This study uses A-GPS-based tracking devices to collect data of individuals’ space-time trajectories. One of the objectives of this study is to explore the potential of such technology to be used in the study of infectious disease transmission. To date, there are only a limited number of studies of human mobility in relation to disease transmission at the micro scale [27–29]. One of the studies used GPS to track human mobility  while the other two relied on traditional activity questionnaires [28, 29]. The focus of these studies has been limited to vector-borne diseases. Vector-borne disease depends largely on spatial patterns of vector abundances and can thus be readily evaluated. In case of directly transmitted infectious disease, the risk is not known because the disease carriers engage in dynamic space-time activities themselves. Therefore, risk patterns could only be modelled by examining overlapping of space-time activity spaces of individuals and may possibly inferred by comparing the space-time behaviours of those infected with those of a control group during an outbreak. Therefore, daily mobility-activity information obtained from GPS tracking can be used as an indicator to measure exposures to risk factors of infection.
The space-time trajectory of human movement has many interacting dimensions: location, time, duration, sequencing and type of activities and/or trips [33, 59]. Tracking devices can generate large volumes of mobility data in terms of time-stamped spatial locations. Such data is not only complex as they represent rough approximations of the complex human movement trajectories, but also semantically poor . It is thus difficult to develop analysis techniques to extract meaningful abstractions from the raw data. Visualization has been suggested to be particularly suitable for dealing with such data when conventional inferential statistics and pattern recognition algorithms fail due to the complex attributes involved [33, 59, 61]. Exploratory visual analysis engages the powerful visual information processing and pattern recognition abilities of humans to reveal interesting patterns and lead to more focused and fruitful methods or models in later stages of a study.
Approaches to visualization and exploratory analysis of movement data include the use of static maps, animated maps, ringmaps  and space-time cubes (STC) [33, 63–70]. Among these methods, the interactive 3D STC is the most endorsed because it is more intuitive than other 2D visualizations in handling the multi-dimensions of a space-time trajectory . STC representation is based on Hagerstrand’s space-time model  and represents individuals’ movements in a cube where the base represents geography (space) and height represents time. It features geospatial lifelines related to the movement of individuals. While Miller [63, 64], Neutens, Zeigler, and Schwanen [65, 66] have focused on the accessibility problem induced by human mobility and focused on the conceptualization of and computation with space-time prisms, others  have focused on interaction among individuals during movement and suggested that STC as an effective tool in epidemiological research.

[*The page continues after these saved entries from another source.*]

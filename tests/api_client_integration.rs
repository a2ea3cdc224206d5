use serde_json::json;
use tempfile::TempDir;

use wiremock::matchers::{body_json, header, method, path};
use wiremock::{Mock, MockServer, ResponseTemplate};

use prospect::api::types::{GrantPermissionsRequest, SuiviRequest};
use prospect::api::ApiClient;
use prospect::cli::CommercialCommand;
use prospect::commands::{auth, commercials};
use prospect::config::{ApiConfig, Config, SessionConfig};
use prospect::error::ProspectError;
use prospect::session::{Session, SessionStore};

fn test_config(base_url: &str, session_dir: &TempDir) -> Config {
    Config {
        api: ApiConfig {
            base_url: base_url.to_string(),
            ..Default::default()
        },
        session: SessionConfig {
            directory: Some(session_dir.path().to_path_buf()),
            ..Default::default()
        },
        ..Default::default()
    }
}

fn logged_in_session() -> Session {
    let payload = json!({
        "token": "tok_abc",
        "utilisateur": {
            "id": 1,
            "nom": "Dubois",
            "prenom": "Jean",
            "email": "jean.dubois@example.com"
        }
    });
    Session::from_login_payload(payload, 24).unwrap()
}

/// Successful login persists the token and profile into the session store
#[tokio::test]
async fn test_login_stores_session_in_configured_directory() {
    let server = MockServer::start().await;
    let dir = TempDir::new().unwrap();
    let config = test_config(&server.uri(), &dir);
    let store = SessionStore::new(dir.path().to_path_buf());

    Mock::given(method("POST"))
        .and(path("/responsableLogin"))
        .and(body_json(json!({
            "email": "jean.dubois@example.com",
            "mot_de_passe": "Secret123"
        })))
        .respond_with(ResponseTemplate::new(200).set_body_json(json!({
            "token": "tok_fresh",
            "utilisateur": {
                "id": 7,
                "nom": "Dubois",
                "prenom": "Jean",
                "email": "jean.dubois@example.com"
            }
        })))
        .expect(1)
        .mount(&server)
        .await;

    let session = auth::login(&config, &store, "jean.dubois@example.com", "Secret123")
        .await
        .unwrap();
    assert_eq!(session.token, "tok_fresh");
    assert_eq!(session.display_name(), "Jean Dubois");

    // The store must now hold the same, still-active session
    let stored = store.load_active().unwrap().unwrap();
    assert_eq!(stored.token, "tok_fresh");
    assert_eq!(stored.display_name(), "Jean Dubois");
}

/// A rejected login surfaces the backend message and leaves the store empty
#[tokio::test]
async fn test_login_failure_keeps_store_empty() {
    let server = MockServer::start().await;
    let dir = TempDir::new().unwrap();
    let config = test_config(&server.uri(), &dir);
    let store = SessionStore::new(dir.path().to_path_buf());

    Mock::given(method("POST"))
        .and(path("/responsableLogin"))
        .respond_with(ResponseTemplate::new(401).set_body_json(json!({
            "message": "Identifiants invalides"
        })))
        .expect(1)
        .mount(&server)
        .await;

    let result = auth::login(&config, &store, "jean.dubois@example.com", "MauvaisMdp1").await;
    let err = result.unwrap_err();
    assert!(err.to_string().contains("Identifiants invalides"));
    assert!(store.load().unwrap().is_none());
}

/// Protected routes are called with the session's bearer token
#[tokio::test]
async fn test_protected_routes_carry_bearer_token() {
    let server = MockServer::start().await;

    let body = json!([{
        "id": 1,
        "utilisateur": {
            "id": 10,
            "nom": "Martin",
            "prenom": "Claire",
            "email": "claire.martin@example.com"
        },
        "quotas": []
    }]);

    Mock::given(method("GET"))
        .and(path("/responsable/commercials"))
        .and(header("authorization", "Bearer tok_abc"))
        .respond_with(ResponseTemplate::new(200).set_body_json(body))
        .expect(1)
        .mount(&server)
        .await;

    let api = ApiConfig {
        base_url: server.uri(),
        ..Default::default()
    };
    let client = ApiClient::new(&api).unwrap().with_token("tok_abc");

    let commercials = client.list_commercials().await.unwrap();
    assert_eq!(commercials.len(), 1);
    assert_eq!(commercials[0].utilisateur.email, "claire.martin@example.com");
}

/// The CSRF token from the configuration rides along as X-CSRF-TOKEN
#[tokio::test]
async fn test_csrf_header_attached_when_configured() {
    let server = MockServer::start().await;

    Mock::given(method("GET"))
        .and(path("/responsable/permissions"))
        .and(header("x-csrf-token", "csrf_42"))
        .and(header("authorization", "Bearer tok_abc"))
        .respond_with(ResponseTemplate::new(200).set_body_json(json!([])))
        .expect(1)
        .mount(&server)
        .await;

    let api = ApiConfig {
        base_url: server.uri(),
        csrf_token: Some("csrf_42".to_string()),
        ..Default::default()
    };
    let client = ApiClient::new(&api).unwrap().with_token("tok_abc");

    let permissions = client.list_permissions().await.unwrap();
    assert!(permissions.is_empty());
}

/// Non-2xx responses become ApiError values carrying status and message
#[tokio::test]
async fn test_backend_error_maps_to_api_error() {
    let server = MockServer::start().await;

    Mock::given(method("DELETE"))
        .and(path("/responsable/commercials/99"))
        .respond_with(ResponseTemplate::new(404).set_body_json(json!({
            "message": "Commercial introuvable"
        })))
        .expect(1)
        .mount(&server)
        .await;

    let api = ApiConfig {
        base_url: server.uri(),
        ..Default::default()
    };
    let client = ApiClient::new(&api).unwrap().with_token("tok_abc");

    let err = client.delete_commercial(99).await.unwrap_err();
    match err.downcast_ref::<ProspectError>() {
        Some(ProspectError::Api { status, message }) => {
            assert_eq!(*status, 404);
            assert_eq!(message, "Commercial introuvable");
        }
        other => panic!("Expected Api error, got {:?}", other),
    }
}

/// Deleting a commercial re-fetches the full list afterwards
#[tokio::test]
async fn test_delete_commercial_triggers_full_refetch() {
    let server = MockServer::start().await;
    let dir = TempDir::new().unwrap();
    let config = test_config(&server.uri(), &dir);
    let session = logged_in_session();

    Mock::given(method("DELETE"))
        .and(path("/responsable/commercials/7"))
        .and(header("authorization", "Bearer tok_abc"))
        .respond_with(ResponseTemplate::new(200).set_body_json(json!({"message": "ok"})))
        .expect(1)
        .mount(&server)
        .await;

    // The refreshed list must be requested exactly once after the delete
    Mock::given(method("GET"))
        .and(path("/responsable/commercials"))
        .and(header("authorization", "Bearer tok_abc"))
        .respond_with(ResponseTemplate::new(200).set_body_json(json!([])))
        .expect(1)
        .mount(&server)
        .await;

    commercials::run(CommercialCommand::Delete { id: 7 }, &config, &session)
        .await
        .unwrap();
}

/// Follow-up creation posts date and comment to the prospection's route
#[tokio::test]
async fn test_add_suivi_posts_date_and_comment() {
    let server = MockServer::start().await;

    Mock::given(method("POST"))
        .and(path("/responsable/suivis/3"))
        .and(body_json(json!({
            "date_suivi": "2024-05-01",
            "commentaire": "Rappel prévu lundi"
        })))
        .respond_with(ResponseTemplate::new(200).set_body_json(json!({"message": "ok"})))
        .expect(1)
        .mount(&server)
        .await;

    let api = ApiConfig {
        base_url: server.uri(),
        ..Default::default()
    };
    let client = ApiClient::new(&api).unwrap().with_token("tok_abc");

    let request = SuiviRequest {
        date_suivi: "2024-05-01".to_string(),
        commentaire: "Rappel prévu lundi".to_string(),
    };
    client.add_suivi(3, &request).await.unwrap();
}

/// Granting permissions posts the replacement id list for the commercial
#[tokio::test]
async fn test_grant_permissions_posts_id_list() {
    let server = MockServer::start().await;

    Mock::given(method("POST"))
        .and(path("/responsable/addPermission/5"))
        .and(body_json(json!({"permissions": [1, 2]})))
        .respond_with(ResponseTemplate::new(200).set_body_json(json!({"message": "ok"})))
        .expect(1)
        .mount(&server)
        .await;

    let api = ApiConfig {
        base_url: server.uri(),
        ..Default::default()
    };
    let client = ApiClient::new(&api).unwrap().with_token("tok_abc");

    let request = GrantPermissionsRequest {
        permissions: vec![1, 2],
    };
    client.grant_permissions(5, &request).await.unwrap();
}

Ideally to model micro-scale disease transmission we need data on the inter-human interactions as illustrated in Figure 1. Not only outdoor, but also highly accurate indoor trajectories are needed for such purpose. Current technology and privacy concerns, however, still prohibit the collection of large amount of detailed trajectory data for modelling at this level. Therefore, although STC has been suggested as an effective tool in epidemiological research examples have been limited to large-scale dispersions of identified cases. In this pilot study, we collected detailed outdoor trajectories and inferred indoor stays through spatiotemporal processing of the data collected with an A-GPS. Approximated indoor stays cannot be as precise to specific locations inside a building. Thus we are not able to examine the actual human to human transmission patterns, but only rough estimates of risk patterns indicated by the overlapping of approximated space-time activity spaces of individuals. Risk patterns related to individual’s space-time behaviour, however, may be possibly inferred by comparing the behaviours of those infected with those of a control group during an outbreak.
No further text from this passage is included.